▶ _RECORDS FOR THE TASK_:
· · · · ·
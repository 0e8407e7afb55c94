//! Headless tests for the round flow: the [`GameState`] machine, the round
//! timer, and score aggregation.
//!
//! These tests use [`MinimalPlugins`] — no window, no rendering, no physics —
//! so they run fast and deterministically in CI.

use bevy::prelude::*;
use bevy::state::app::StatesPlugin;
use skeelane::round::{
    round_timer_system, score_apply_system, GameState, RoundTimer, ScoreMessage, ScoreStats,
};

// ── Helpers ───────────────────────────────────────────────────────────────────

/// Build a minimal headless app with just the state registered.
///
/// `MinimalPlugins` provides the required scheduling infrastructure.
/// `StatesPlugin` adds the `StateTransition` schedule needed by `init_state`.
fn app_with_default_state() -> App {
    let mut app = App::new();
    app.add_plugins((MinimalPlugins, StatesPlugin));
    app.init_state::<GameState>();
    app
}

// ── GameState machine ─────────────────────────────────────────────────────────

/// The default variant of `GameState` is `Menu`.
#[test]
fn default_state_is_menu() {
    let mut app = app_with_default_state();
    app.update();
    let state = app.world().resource::<State<GameState>>();
    assert_eq!(*state.get(), GameState::Menu, "initial state must be Menu");
}

/// Requesting `Playing` via `NextState` transitions on the next frame.
#[test]
fn transition_menu_to_playing() {
    let mut app = app_with_default_state();
    app.update();
    app.world_mut()
        .resource_mut::<NextState<GameState>>()
        .set(GameState::Playing);
    app.update();
    let state = app.world().resource::<State<GameState>>();
    assert_eq!(*state.get(), GameState::Playing);
}

/// `Playing` persists across frames with no new transition request.
#[test]
fn playing_state_persists() {
    let mut app = app_with_default_state();
    app.update();
    app.world_mut()
        .resource_mut::<NextState<GameState>>()
        .set(GameState::Playing);
    for _ in 0..3 {
        app.update();
    }
    let state = app.world().resource::<State<GameState>>();
    assert_eq!(*state.get(), GameState::Playing);
}

// ── Round timer ───────────────────────────────────────────────────────────────

/// An exhausted timer requests `GameOver`, which lands next frame.
#[test]
fn exhausted_timer_ends_the_round() {
    let mut app = app_with_default_state();
    app.insert_state(GameState::Playing);
    app.insert_resource(RoundTimer { remaining: 0.0 });
    app.add_systems(Update, round_timer_system);

    app.update(); // timer hits zero, requests GameOver
    app.update(); // transition applies
    let state = app.world().resource::<State<GameState>>();
    assert_eq!(*state.get(), GameState::GameOver);
}

/// A timer with plenty left does not end the round.
#[test]
fn running_timer_keeps_playing() {
    let mut app = app_with_default_state();
    app.insert_state(GameState::Playing);
    app.insert_resource(RoundTimer { remaining: 30.0 });
    app.add_systems(Update, round_timer_system);

    for _ in 0..3 {
        app.update();
    }
    let state = app.world().resource::<State<GameState>>();
    assert_eq!(*state.get(), GameState::Playing);
}

// ── Score aggregation ─────────────────────────────────────────────────────────

/// Emitted scores accumulate into the bucketed totals.
#[test]
fn score_messages_accumulate() {
    let mut app = App::new();
    app.add_plugins(MinimalPlugins);
    app.init_resource::<ScoreStats>();
    app.add_message::<ScoreMessage>();
    app.add_systems(Update, score_apply_system);

    app.world_mut().write_message(ScoreMessage { points: 5 });
    app.world_mut().write_message(ScoreMessage { points: 1 });
    app.update();
    app.world_mut().write_message(ScoreMessage { points: 3 });
    app.update();

    let stats = app.world().resource::<ScoreStats>();
    assert_eq!(stats.total, 9);
    assert_eq!(stats.fives, 1);
    assert_eq!(stats.threes, 1);
    assert_eq!(stats.ones, 1);
}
· · · · ·
▶ _WORK INSTRUCTION_: The answer must be every line of the records that holds the string "GameOver".

▶ _WRITTEN RESPONSE_:
/// An exhausted timer requests `GameOver`, which lands next frame.
    app.update(); // timer hits zero, requests GameOver
    assert_eq!(*state.get(), GameState::GameOver);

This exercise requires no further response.